Das Verwaltungsgericht Mainz drückt sich allerdings – anders als das Verwaltungsgericht Gießen – um einen echten Richterspruch zu der Rechtsgrundlage herum. "Abschließend bedarf auch die Frage keiner näheren Erörterung, ob die Maskenpflicht nur auf Grundlage des § 2 Corona-ArbSchV (ggf. in Verbindung mit dem Hausrecht) angeordnet werden oder davon losgelöst aus einer allgemeinen Fürsorgepflicht gegenüber Beschäftigten und Studierenden (hausrechtlich) erfolgen konnte."

 

"Kein unzumutbarer Nachteil", der vorläufigen Rechtsschutz rechtfertigt, sagen die Richter in Mainz

 

Auf welcher Rechtsgrundlage die Maskenpflicht denn nun zulässigerweise ergehen dürfe, bedarf dem Verwaltungsgericht Mainz deshalb keiner abschließenden Erörterung, weil hier der antragstellende Studierende nämlich nicht aufgezeigt habe, dass es ihm unzumutbare Nachteile beschwere, wenn er keine Maske in der Bibliothek trage und deswegen ihm der Zutritt zu den Räumen verweigert wird.  

 

Das Verwaltungsgericht Mainz führt aus: "Die Verpflichtung zum Tragen einer Maske während des Aufenthaltes in einer Bibliothek ist ohne das Hinzutreten weiterer Umstände kein unzumutbarer Nachteil, der die Vorwegnahme der Hauptsache rechtfertigt.
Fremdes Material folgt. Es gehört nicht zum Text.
/// Sandboxed script execution
///
/// One call runs one script in a fresh workspace and returns its telemetry.
/// Limit violations and crashes are outcomes, not errors; only a sandbox that
/// could not be set up (or a cancelled run) produces `Err`.
use crate::config::loader::AnalyzerConfig;
use crate::config::types::{
    BlockedReason, ExecutionTelemetry, ExitStatus, IsolationReport, ResourceLimits, Result,
    ScriptUpload, ScriptboxError,
};
use crate::exec::cancel::CancelToken;
use crate::exec::cgroup::MemoryCgroup;
use crate::exec::memory::MemorySource;
use crate::exec::preexec::{PreExecPlan, CGROUP_CONTROL};
use crate::exec::supervisor::{self, KillReason};
use crate::observability::audit;
use crate::observability::metrics::get_metrics;
use crate::runtime::{runtime_for, ScriptRuntime};
use crate::safety::workspace::Workspace;
use crate::utils::output::OutputCollector;
use crate::verdict::{OutcomeSignals, VerdictClassifier};
use std::io;
use std::os::unix::process::CommandExt;
use std::path::{Path, PathBuf};
use std::process::{Child, Command, Stdio};
use std::time::{Duration, Instant};
use uuid::Uuid;

const OUTPUT_GRACE: Duration = Duration::from_millis(500);
const SANDBOX_PATH: &str = "/usr/local/bin:/usr/bin:/bin";

/// Executes one script under resource limits
pub trait ScriptExecutor: Send + Sync {
    fn execute(&self, script: &ScriptUpload, limits: &ResourceLimits) -> Result<ExecutionTelemetry> {
        self.execute_with_cancel(script, limits, &CancelToken::new())
    }

    fn execute_with_cancel(
        &self,
        script: &ScriptUpload,
        limits: &ResourceLimits,
        cancel: &CancelToken,
    ) -> Result<ExecutionTelemetry>;
}

/// Process sandbox: rlimits plus, where the kernel allows, user/mount/net namespaces
pub struct SandboxExecutor {
    config: AnalyzerConfig,
}

impl SandboxExecutor {
    pub fn new(config: AnalyzerConfig) -> Self {
        Self { config }
    }

    pub fn config(&self) -> &AnalyzerConfig {
        &self.config
    }

    fn run_in_workspace(
        &self,
        workspace: &mut Workspace,
        runtime: &dyn ScriptRuntime,
        script: &ScriptUpload,
        limits: &ResourceLimits,
        cancel: &CancelToken,
    ) -> Result<ExecutionTelemetry> {
        let run_id = workspace.run_id();
        if cancel.is_cancelled() {
            audit::events::execution_cancelled(run_id);
            return Err(ScriptboxError::Cancelled);
        }

        let script_path = workspace.write_script(&runtime.script_name(), script.content())?;
        audit::events::execution_start(run_id, script.id(), script.user_id(), script.kind());

        let started = Instant::now();
        let (mut child, isolation, cgroup) =
            self.spawn_isolated(run_id, runtime, workspace.run_dir(), &script_path, limits)?;
        let pid = child.id() as i32;
        log::debug!("Run {} started as pid {}", run_id, pid);

        // The child called setsid(), so its session id is its pid
        let memory = match &cgroup {
            Some(cgroup) => MemorySource::Cgroup(cgroup),
            None => MemorySource::Session(pid),
        };

        let collector = OutputCollector::start(
            child.stdout.take(),
            child.stderr.take(),
            limits.max_output_size,
            self.config.stderr_tail_bytes,
        );
        let evidence = supervisor::supervise(pid, run_id, limits, started, cancel, &memory, || {
            collector.exceeded()
        });
        if let Some(cgroup) = &cgroup {
            cgroup.kill_all();
        }
        let output = collector.finish(OUTPUT_GRACE);
        let mut evidence = evidence?;

        let mut oom_killed = false;
        if let Some(mut cgroup) = cgroup {
            if let Some(peak) = cgroup.peak() {
                evidence.memory_peak = evidence.memory_peak.max(peak);
            }
            oom_killed = cgroup.oom_killed();
            if let Err(e) = cgroup.remove() {
                log::error!("Run {}: {}", run_id, e);
            }
        }

        if evidence.killed_for == Some(KillReason::Cancelled) {
            audit::events::execution_cancelled(run_id);
            get_metrics().cancellations.inc();
            return Err(ScriptboxError::Cancelled);
        }

        let signals = OutcomeSignals {
            output_exceeded: output.stdout_bytes + output.stderr_bytes > limits.max_output_size,
            memory_exhausted: oom_killed || runtime.memory_exhausted(&output.stderr_tail),
        };
        let (exit_status, blocked_reason) = VerdictClassifier::classify(&evidence, limits, signals);

        match (exit_status, blocked_reason) {
            (ExitStatus::Timeout, _) => {
                audit::events::wall_time_exceeded(run_id, limits.max_wall_time)
            }
            (ExitStatus::Blocked, Some(reason)) => {
                let limit = match reason {
                    BlockedReason::MemoryLimit => limits.max_memory,
                    _ => limits.max_output_size,
                };
                audit::events::limit_blocked(run_id, reason, limit)
            }
            _ => {}
        }

        let telemetry = ExecutionTelemetry {
            wall_time: evidence.wall_time.as_secs_f64(),
            memory_peak: evidence.memory_peak,
            exit_status,
            exit_code: evidence.exit_code,
            signal: evidence.signal,
            blocked_reason,
            stdout_bytes: output.stdout_bytes,
            stderr_bytes: output.stderr_bytes,
            output_truncated: output.truncated,
            stderr_tail: output.stderr_tail,
            limits: limits.clone(),
            isolation,
        };
        get_metrics().record_exit_status(exit_status);
        audit::events::execution_end(
            run_id,
            exit_status,
            telemetry.wall_time,
            telemetry.isolation.is_degraded(),
        );
        log::info!("Run {}: {}", run_id, telemetry.summary());
        Ok(telemetry)
    }

    /// Per-run memory cgroup, when a cgroup parent is configured
    ///
    /// `Ok(None)` with a missing-control entry when permissive mode carries on
    /// without one.
    fn memory_cgroup(
        &self,
        run_id: Uuid,
        limits: &ResourceLimits,
        missing: &mut Vec<String>,
    ) -> Result<Option<MemoryCgroup>> {
        let Some(parent) = &self.config.cgroup_parent else {
            return Ok(None);
        };
        match MemoryCgroup::create(parent, run_id, limits.max_memory, self.config.max_processes) {
            Ok(cgroup) => Ok(Some(cgroup)),
            Err(e) if self.config.is_strict() => {
                audit::events::sandbox_unavailable(run_id, &e.to_string());
                get_metrics().sandbox_unavailable.inc();
                Err(e)
            }
            Err(e) => {
                log::warn!("Run {}: {}; memory is sampled per session instead", run_id, e);
                let control = vec![CGROUP_CONTROL.to_string()];
                audit::events::control_degraded(run_id, &control, &e.to_string());
                get_metrics().degraded_runs.inc();
                missing.extend(control);
                Ok(None)
            }
        }
    }

    /// Spawn with full isolation, degrading to rlimits only in permissive mode
    fn spawn_isolated(
        &self,
        run_id: Uuid,
        runtime: &dyn ScriptRuntime,
        run_dir: &Path,
        script_path: &Path,
        limits: &ResourceLimits,
    ) -> Result<(Child, IsolationReport, Option<MemoryCgroup>)> {
        let mut missing = Vec::new();
        let cgroup = self.memory_cgroup(run_id, limits, &mut missing)?;
        let program = runtime
            .command(script_path)
            .first()
            .map(PathBuf::from)
            .unwrap_or_default();

        let plan = PreExecPlan::build(
            limits,
            &self.config,
            run_dir,
            &program,
            true,
            cgroup.as_ref().map(|c| c.procs_path()).as_deref(),
        )?;
        let mut applied = plan.applied_controls();
        applied.push("scrubbed_env".to_string());

        let first_error = match self.spawn(runtime, run_dir, script_path, plan) {
            Ok(child) => {
                let isolation = IsolationReport {
                    applied_controls: applied,
                    missing_controls: missing,
                };
                return Ok((child, isolation, cgroup));
            }
            Err(e) if e.kind() == io::ErrorKind::NotFound => {
                return Err(self.unavailable(run_id, runtime, &e));
            }
            Err(e) => e,
        };

        if self.config.is_strict() {
            let cause = format!("namespace isolation could not be set up: {}", first_error);
            audit::events::sandbox_unavailable(run_id, &cause);
            get_metrics().sandbox_unavailable.inc();
            return Err(ScriptboxError::SandboxUnavailable(cause));
        }

        let mut degraded = PreExecPlan::namespace_controls();
        if cgroup.is_some() {
            degraded.push(CGROUP_CONTROL.to_string());
        }
        log::warn!(
            "Run {}: namespace isolation failed ({}); continuing with rlimits only",
            run_id,
            first_error
        );
        audit::events::control_degraded(run_id, &degraded, &first_error.to_string());
        get_metrics().degraded_runs.inc();
        missing.extend(degraded);
        drop(cgroup);

        let plan = PreExecPlan::build(limits, &self.config, run_dir, &program, false, None)?;
        let mut applied = plan.applied_controls();
        applied.push("scrubbed_env".to_string());
        match self.spawn(runtime, run_dir, script_path, plan) {
            Ok(child) => Ok((
                child,
                IsolationReport {
                    applied_controls: applied,
                    missing_controls: missing,
                },
                None,
            )),
            Err(e) => Err(self.unavailable(run_id, runtime, &e)),
        }
    }

    fn spawn(
        &self,
        runtime: &dyn ScriptRuntime,
        run_dir: &Path,
        script_path: &Path,
        plan: PreExecPlan,
    ) -> io::Result<Child> {
        let argv = runtime.command(script_path);
        let (program, args) = argv
            .split_first()
            .ok_or_else(|| io::Error::new(io::ErrorKind::InvalidInput, "empty command"))?;

        let mut command = Command::new(program);
        command
            .args(args)
            .env_clear()
            .env("PATH", SANDBOX_PATH)
            .env("HOME", run_dir)
            .env("TMPDIR", run_dir)
            .env("LANG", "C.UTF-8")
            .envs(runtime.environment(run_dir))
            .current_dir(run_dir)
            .stdin(Stdio::null())
            .stdout(Stdio::piped())
            .stderr(Stdio::piped());
        unsafe {
            command.pre_exec(move || plan.apply());
        }
        command.spawn()
    }

    fn unavailable(&self, run_id: Uuid, runtime: &dyn ScriptRuntime, err: &io::Error) -> ScriptboxError {
        let program = runtime
            .command(Path::new(""))
            .first()
            .map(|p| p.to_string_lossy().into_owned())
            .unwrap_or_default();
        let cause = format!("failed to start {} runtime {}: {}", runtime.kind(), program, err);
        audit::events::sandbox_unavailable(run_id, &cause);
        get_metrics().sandbox_unavailable.inc();
        ScriptboxError::SandboxUnavailable(cause)
    }
}

impl ScriptExecutor for SandboxExecutor {
    fn execute_with_cancel(
        &self,
        script: &ScriptUpload,
        limits: &ResourceLimits,
        cancel: &CancelToken,
    ) -> Result<ExecutionTelemetry> {
        let runtime = runtime_for(script.kind(), &self.config);
        let mut workspace = Workspace::create(&self.config.workspace_root)?;
        let outcome = self.run_in_workspace(&mut workspace, runtime.as_ref(), script, limits, cancel);
        if let Err(e) = workspace.cleanup() {
            log::error!(
                "Failed to remove workspace {}: {}",
                workspace.run_dir().display(),
                e
            );
        }
        outcome
    }
}

#[cfg(test)]
mod tests {
    use super::*;
    use crate::config::loader::IsolationMode;
    use crate::config::types::FileKind;
    use std::path::PathBuf;

    fn executor(root: &Path, interpreter: &str) -> SandboxExecutor {
        SandboxExecutor::new(AnalyzerConfig {
            workspace_root: root.to_path_buf(),
            python_interpreter: PathBuf::from(interpreter),
            isolation: IsolationMode::Permissive,
            ..AnalyzerConfig::default()
        })
    }

    #[test]
    fn missing_interpreter_is_unavailable_and_cleans_up() {
        let root = tempfile::tempdir().unwrap();
        let exec = executor(root.path(), "/nonexistent/python3");
        let script = ScriptUpload::new("u", "a.py", FileKind::Python, b"print(1)".to_vec());
        let err = exec.execute(&script, &ResourceLimits::default()).unwrap_err();
        assert!(matches!(err, ScriptboxError::SandboxUnavailable(_)));
        assert_eq!(std::fs::read_dir(root.path()).unwrap().count(), 0);
    }

    #[test]
    fn cancelled_before_start_never_spawns() {
        let root = tempfile::tempdir().unwrap();
        let exec = executor(root.path(), "/nonexistent/python3");
        let script = ScriptUpload::new("u", "a.py", FileKind::Python, b"print(1)".to_vec());
        let cancel = CancelToken::new();
        cancel.cancel();
        let err = exec
            .execute_with_cancel(&script, &ResourceLimits::default(), &cancel)
            .unwrap_err();
        assert!(matches!(err, ScriptboxError::Cancelled));
        assert_eq!(std::fs::read_dir(root.path()).unwrap().count(), 0);
    }
}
Es ist zudem nicht ersichtlich, dass der Antragsteller durch die Maskenpflicht in seiner allgemeinen Studienorganisation wesentlich eingeschränkt wäre; auf eine Beeinträchtigung seiner Berufsfreiheit (Art. 12 Abs. 1 GG) beruft er sich auch nicht ausdrücklich." Mit anderen Worten: Eine Vorschrift schlicht blöd zu finden, reicht in einem Verfahren des vorläufigen Rechtsschutzes also nicht aus. 

 

Abschließend die beiden Verfahren in der Gesamtschau: Der Student vor dem Verwaltungsgericht Mainz "wollte etwas haben", nämlich vorläufigen (einstweiligen) Rechtsschutz. Dazu muss ein Bedürfnis auf dessen Gewährung bestehen. Dieses Bedürfnis ist anzunehmen, wenn ohne den vorläufigen Rechtsschutz schwere und unzumutbare, später nicht wiedergutzumachende Nachteile entstünden. Diese schweren und unzumutbaren Nachteile hat der Studierende nicht aufgezeigt. Daher durfte das Verwaltungsgericht Mainz den zweiten Prüfungspunkt "Rechtsgrundlage" offen lassen.

 

Im Verfahren vor dem Verwaltungsgericht Gießen hat der Student bei der Universität Marburg selbst bereits Widerspruch eingelegt. Es ging es daher ausschließlich um die Frage der aufschiebenden Wirkung seines Widerspruchs, die andere Seite der Medaille ist die Vollziehung von Vorschriften durch die Universität. In einer solchen Fragestellung wird lediglich eine grobe Einschätzung auf den Ausgang einer Hauptsacheentscheidung vorgenommen. Ist einer Prognose folgend die Vorschrift in der Hauptsache als wahrscheinlich rechtswidrig einzustufen, so hat die Universität kein sogenanntes Vollziehungsinteresse und der Student erhält spiegelbildlich die aufschiebende Wirkung seines Widerspruchs. Wie in diesem Fall geschehen. Auf einen Nachteil kam es hier nicht an.

 

Korrektur: Im Text war ursprünglich von den Universitäten Mainz und Gießen die Rede. Tatsächlich waren es aber die Universitäten Mainz und Marburg – das Verwaltungsgericht, das über den Marburger Fall entschieden hat, befindet sich lediglich in Gießen. Ich bitte um Entschuldigung!